But Dennis wasn’t a woman. (Which was the problem, now, wasn’t it?) He merely settled himself on my floral plum couch (“Nice pattern,” he did have the decency to say) and told me he’d be there whenever I was ready.
He didn’t even want to buy anything—that was the real kicker. All he’d put me through, and he merely wanted to browse. His company had just gotten a big account with Mission Accomplished, a yuppie furniture store, and he was the account executive.
“The creatives ran some ideas past me, and I’m just not satisfied. I’d like you to tell me what you think.” He walked briskly through the warm city streets. I practically had to jog to keep up with him. Mission Accomplished was in Back Bay, normally a fifteen minute walk from my Beacon Hill apartment, but we reached it in only ten. My stomach gurgled, my head hurt, and I was sweating like a pig.
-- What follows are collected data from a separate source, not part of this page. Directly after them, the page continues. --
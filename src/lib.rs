//! Core library for the `aurora-provision` tool.
//!
//! The crate reconciles an RDS Aurora deployment made of a DB subnet group,
//! a DB cluster and the cluster's primary instance. Each resource is looked
//! up by identifier and created when absent or patched when present, then
//! polled until it reports `available` for several consecutive samples.
//! All provider access goes through the [`RdsBackend`] trait so the
//! reconcilers can be driven against [`test_support::FakeRds`] in tests and
//! [`AwsRdsBackend`] in production.

pub mod backend;
pub mod config;
pub mod fault;
pub mod provision;
pub mod rds;
pub mod readiness;
pub mod reconcile;
pub mod request;
pub mod test_support;

pub use backend::{
    AVAILABLE, Cluster, ClusterModification, ClusterSpec, Instance, InstanceModification,
    InstanceSpec, MasterPassword, RdsBackend, SubnetGroup, SubnetGroupSpec,
};
pub use config::{ConfigError, ReadinessConfig};
pub use fault::{Fault, FaultKind, ProviderError, ResourceKind, classify};
pub use provision::{ProvisionError, Provisioned, Provisioner};
pub use rds::AwsRdsBackend;
pub use readiness::{
    DEFAULT_POLL_INTERVAL, DEFAULT_REQUIRED_CONFIRMATIONS, ReadinessOutcome, ReadinessPoller,
};
pub use reconcile::Reconciler;
pub use request::{
    ClusterRequest, ClusterRequestBuilder, DEFAULT_READY_TIMEOUT_MINUTES, RequestError,
    parse_ready_timeout, split_list,
};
I needed more coffee, preferably iced. I hoped the next guy who had a thing for me would be more into wining-and-dining me and less into furthering his career.
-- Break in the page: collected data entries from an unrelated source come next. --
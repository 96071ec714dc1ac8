//! Environment variables read into a [`super::ClusterRequest`].
//!
//! Shared with the build script, so this file must not import anything from
//! the crate.

/// AWS region.
pub const AWS_REGION: &str = "AWS_REGION";
/// Optional shared-config profile.
pub const AWS_PROFILE: &str = "AWS_PROFILE";
/// Cluster identifier.
pub const CLUSTER_ID: &str = "CLUSTER_ID";
/// Database engine.
pub const ENGINE: &str = "ENGINE";
/// Engine version.
pub const ENGINE_VERSION: &str = "ENGINE_VERSION";
/// Master user name.
pub const MASTER_USERNAME: &str = "MASTER_USERNAME";
/// Master password.
pub const MASTER_USER_PASSWORD: &str = "MASTER_USER_PASSWORD";
/// Subnet group name.
pub const SUBNET_GROUP_NAME: &str = "SUBNET_GROUP_NAME";
/// Subnet group description.
pub const SUBNET_GROUP_DESCRIPTION: &str = "SUBNET_GROUP_DESCRIPTION";
/// Comma-separated security group identifiers.
pub const SECURITY_GROUP_IDS: &str = "SECURITY_GROUP_IDS";
/// Comma-separated subnet identifiers.
pub const SUBNETS: &str = "SUBNETS";
/// Instance identifier.
pub const INSTANCE_ID: &str = "INSTANCE_ID";
/// Instance class.
pub const INSTANCE_CLASS: &str = "INSTANCE_CLASS";
/// Ready timeout in minutes.
pub const READY_TIMEOUT_MINUTES: &str = "READY_TIMEOUT_MINUTES";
As its name implied, Mission Accomplished carried a lot of mission style furniture, along with other simple, complementary and equally inoffensive items. There were mid-priced Mission tables, ladder back chairs, oatmeal-colored couches. It was like Pottery Barn without the panache. I found it a little too dull, a little too safe—a good bet for yuppies who have no sense of style but want to show they have class.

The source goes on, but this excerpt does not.